"Supernova" by Ivan Torrent - Vocalist: Julie Elven.
Donna Darkwolf's Big Book of Spells. From Mind to Written Word. Without
hesitation or doubt.
Introduction
This is the outline of new book the Donna Darkwolf was intending to write
before she was overtaken by her condition.
I selected the music piece
"Super Nova", by composer Ivan Torrent accompanied by the angelic voice
of Julie Elven
because it reflects Donna Darkwolfs bold spirit, to make her departure
in a
corruscating blaze of brilliant, scintillating light -
rather than one of timid surrender.
After all... Donna NEVER surrendered. EVER!
File Date... 10 March 2017 > 9:20PM
Initial Structure > Un-edited. Un-redacted.
Runline...Even as she was leaving this world - she still had a Story to
Tell.
Donna Darkwolf ALWAYS Stood Firm -
Bravery and Grace - Under Fire.
Supernova: (/ˌsuːpərnoʊvə/ abbreviation: SN) an
Extinction Level Event that occurs upon the death of certain
types of stars. A blazing light, out-shining all the surrounding stars.
Donna IS one of those stars.
I lived in awe of my Darkwolf shiny wife for 10 short years. This song
is intended to convey in one crescendo:
Awe and Grace...
To be clear about that phrase: I was an Army Flight Lieutenant once. "Awe
and Grace" was how I might describe my helicopter gunship crew.
My Flight Team in battle conditions - was the only OTHER time, in my life,
that I have witnessed "Awe and Grace".
The music of boundless Patience and relentless Force. It epitomises the
Donna Darkwolf's calm state of mind.
Clear and focussed intent, and unremitting striving to control her own
Destiny...
The Donna Darkwolf beat Fate at his own game.
639 Light Days out... The Donna Darkwolf's destination: Sirius.
Commences:
"Everyone has a story. I feel compelled to write mine for a variety of
reasons. My end time is coming.
That old cartoon idea of the grim reaper with the scythe, hunched over
with a black cloak and the skeletal eyes - well it is not so.
There is no such thing.
I am hoping that through my writing some of you who are as tortured as
I was, will find some relief from your pain –
be it physical, mental, spiritual or emotional".

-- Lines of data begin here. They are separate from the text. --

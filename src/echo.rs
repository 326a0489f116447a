//! Demo handler used by the `stdio` CLI.
//!
//! Echoes the request back as JSON and exercises the worker-lifetime stores:
//!
//! - `cache["echo:hits"]` counts requests served by this worker
//! - `GREETING` from environment persistence is included in every reply
//! - `POST /env` with `{"set": {"K": "V"}, "unset": ["K"]}` mutates the environment
//! - `?suspend` yields once and echoes the resume value
//! - `X-Echo-Status: <code>` overrides the response status

use crate::dispatcher::{Handler, RequestScope};
use crate::error::HandlerError;
use crate::headers::HeaderMode;
use crate::suspend::Outcome;
use serde_json::{json, Value};

const HITS_KEY: &str = "echo:hits";

#[derive(Debug, Default, Clone, Copy)]
pub struct EchoHandler;

impl EchoHandler {
    fn reply(scope: &mut RequestScope<'_>, resumed: Option<Value>) -> Result<(), HandlerError> {
        if let Some(code) = scope.request_headers().get("x-echo-status") {
            let code = code
                .trim()
                .parse::<u16>()
                .map_err(|_| HandlerError::with_status(400, format!("bad X-Echo-Status {code:?}")))?;
            scope.set_status(code)?;
        }

        let hits = scope
            .cache_get(HITS_KEY)
            .and_then(|v| v.as_u64())
            .unwrap_or(0)
            + 1;
        scope.cache_put(HITS_KEY, json!(hits), None);

        let mut body = json!({
            "worker": scope.worker().id().to_string(),
            "request_id": scope.request_id().to_string(),
            "seq": scope.sequence(),
            "method": scope.method(),
            "uri": scope.uri(),
            "headers": scope.request_headers().to_json(),
            "body": String::from_utf8_lossy(scope.body()),
            "hits": hits,
            "greeting": scope.env().get("GREETING"),
        });
        if let Some(value) = resumed {
            body["resumed"] = value;
        }

        scope.set_header("X-Echo-Hits", &hits.to_string(), HeaderMode::Replace)?;
        scope.write_json(&body);
        Ok(())
    }

    fn apply_env(scope: &mut RequestScope<'_>) -> Result<(), HandlerError> {
        let Some(update) = scope.body_json() else {
            return Err(HandlerError::with_status(400, "expected a JSON body"));
        };
        if let Some(set) = update.get("set").and_then(Value::as_object) {
            for (name, value) in set {
                let value = value.as_str().map_or_else(|| value.to_string(), str::to_string);
                scope.env().set(name, &value)?;
            }
        }
        if let Some(unset) = update.get("unset").and_then(Value::as_array) {
            for name in unset.iter().filter_map(Value::as_str) {
                scope.env().unset(name);
            }
        }
        let snapshot = json!(scope.env().snapshot());
        scope.write_json(&snapshot);
        Ok(())
    }
}

impl Handler for EchoHandler {
    fn invoke(&mut self, scope: &mut RequestScope<'_>) -> Outcome {
        if scope.method() == "POST" && scope.path() == "/env" {
            return Self::apply_env(scope).into();
        }
        let wants_suspend = scope
            .query()
            .is_some_and(|q| q.split('&').any(|p| p == "suspend"));
        if wants_suspend {
            return Outcome::suspend(json!({ "checkpoint": scope.uri() }), |scope, value| {
                EchoHandler::reply(scope, Some(value)).into()
            });
        }
        Self::reply(scope, None).into()
    }
}
//! # Resource Finalizer
//!
//! Every per-request external handle a handler opens (upload temp files, open
//! streams, session handles) is registered with the request's [`Finalizer`].
//! The dispatch loop calls [`Finalizer::run_all`] once the handler has fully
//! returned, after any number of suspend/resume cycles.
//!
//! Guarantees:
//!
//! - each registered resource is released exactly once, newest first
//! - registering the same key twice tracks it once
//! - a resource that is already closed (`NotFound`) is not an error
//! - a finalizer dropped without running (cancelled suspension, aborted
//!   response) still releases everything
//!
//! A release that panics leaves its handle in an undefined state; the dispatch
//! loop treats that as worker-fatal.

mod core;
mod resources;

pub use core::{FinalizeReport, Finalizer, Resource};
pub use resources::{Deferred, OwnedHandle, UploadTempFile};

There has never been a more opportune moment to embrace and express myself
in terms of my experience, insight and personal reflections.
Look where the modern western world is?
Look at the horrifying statistics of suicides, mental illness. Put into
the bigger socio-economic,
I see myself as a voice for ‘ordinary’ people (boots on the ground).
As a published author (which is really not a big deal you know), I have
been asked to write more about the field I was once interested in,
but more often than not I have been asked to write about my life, something
I have not wanted to because
I too am an ‘ordinary’ person and am not sure what it is that I can offer.
But inspiration has seized me,
"the visitation of a ‘muse’".
I am fully aware of my detractors and for the most, their ignorance. I
doubt that what I write will make much difference to them.
But I do know that what I write may be helpful to others who have struggled
and are struggling to make sense of their world
through spirito-psyche eyes that all too often judge them, and often control
their lives.
I also hope to offer hope from some spirito-psyche eyes that do not.
I wish to offer the reader a bridge that carries you safely to those who
have your best interest at heart and inspire you to find the courage to
burn that same bridge before the naysayers pillage it.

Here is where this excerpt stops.